Kawan saya tidak berpikir lama. Siang itu, dia bilang ke istri tetangganya yang sakit kalau nanti sore, suaminya harus dibawa ke dokter. Masalah biaya tidak perlu dipikirin. Petang hari, setelah sholat maghrib kawan saya membawa tetangganya yang sakit ke seorang dokter yang dia kenal reputasi medisnya. Setelah didiagnosa, diberi obat, tanya jawab dan tentunya membayar biaya pengobatan, dokter yang dia kenal malah ngajak ngobrol.
Dari yang semula obrolan ngalor-ngidul kemudian berubah dari obrolan yang menyesakkan dada. Sang dokter begitu bangganya menceritakan tumpukan harta kekayaannya, luas tanahnya yang baru dibeli, luasnya kebun durian dan pepaya yang dimiliki. Ekspresi wajah beserta intonasi suaranya menggambarkan kebanggaan sang dokter atas prestasi duniawinya.
Sang dokter tidak tahu (atau malah tidak mau tahu) kalau orang sakit yang ada di sebelah kawan saya itu, sengaja membiarkan rasa sakit menyerang tubuhnya barhari-hari lantaran tidak punya uang untuk berobat. Sang dokter yang sudah haji itu tidak tahu (atau malah tidak mau tahu juga) kalau uang berobat yang baru saja diterimanya tidak berasal dari uang simpanan si pasien.

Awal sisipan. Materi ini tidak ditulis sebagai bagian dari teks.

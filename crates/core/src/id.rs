// SPDX-License-Identifier: BUSL-1.1
// Copyright (c) 2026 Alfred Jean LLC

//! ID generation abstractions.
//!
//! Job ids are a strictly increasing `u64` counter (§3 of the spec) and are
//! defined directly in [`crate::job`]. Everything else that needs an opaque,
//! process-unique label — the random "server id" assigned to each accepted
//! peer connection — uses [`define_id!`].

/// Define a newtype ID wrapper around a random nanoid string with a type prefix.
///
/// ```ignore
/// define_id! {
///     /// Doc comment for the ID type.
///     pub struct ConnectionId("conn-");
/// }
/// ```
#[macro_export]
macro_rules! define_id {
    (
        $(#[$meta:meta])*
        pub struct $name:ident($prefix:literal);
    ) => {
        $(#[$meta])*
        #[derive(Debug, Clone, PartialEq, Eq, Hash, serde::Serialize, serde::Deserialize)]
        #[serde(transparent)]
        pub struct $name(pub String);

        impl $name {
            pub const PREFIX: &'static str = $prefix;

            /// Generate a new random id with the type prefix.
            pub fn new() -> Self {
                Self(format!("{}{}", Self::PREFIX, nanoid::nanoid!(12)))
            }

            pub fn as_str(&self) -> &str {
                &self.0
            }
        }

        impl Default for $name {
            fn default() -> Self {
                Self::new()
            }
        }

        impl std::fmt::Display for $name {
            fn fmt(&self, f: &mut std::fmt::Formatter<'_>) -> std::fmt::Result {
                write!(f, "{}", self.0)
            }
        }
    };
}

#[cfg(test)]
mod tests {
    crate::define_id! {
        pub struct TestId("test-");
    }

    #[test]
    fn generates_prefixed_unique_ids() {
        let a = TestId::new();
        let b = TestId::new();
        assert!(a.as_str().starts_with("test-"));
        assert_ne!(a, b);
    }
}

Kawan saya berada dalam kondisi psikologis yang dilematis. Pada satu sisi, dia harus tetap menghormati sang dokter yang mengajaknya ngobrol. Tapi di sisi lain, kawan saya tidak tega dengan tetangganya. Setelah selesai mengantar tetangganya pulang, kawan saya itu langsung mengajak saya ngopi dan langsung pula menumpahkan segala persoalan roso yang baru saja dihadapinya.
Inilah kejadian empiris terkait rasa yang saya maksud. Bila dilihat dari kaca mata hukum, entah itu hukum formal kenegaraan maupun hukum fiqh agama, sang dokter sah-sah saja untuk menerima uang jasa dari si pasien (tetangga teman saya yang sakit itu). Tapi, bila rasa yang dijadikan sebagai alat ukur, rasa-rasanya kurang etis jika orang kaya seperti sang dokter masih saja mau menerima uang dari si pasien yang notabene adalah orang miskin. Apalah artinya kehilangan uang lima puluh ribu bagi sang dokter yang aset duniawinya sudah puluhan juta atau bahkan sudah ratusan juta.
Tapi, lagi-lagi ini persoalan rasa yang tidak pernah ada mata pelajarannya di sekolah dan tidak pernah ada jurusannya di universitas. Padahal, olah rasa sangat berkaitan erat dengan statemen Tuhan tentang aroaitalladhi yukaddzibu biddin?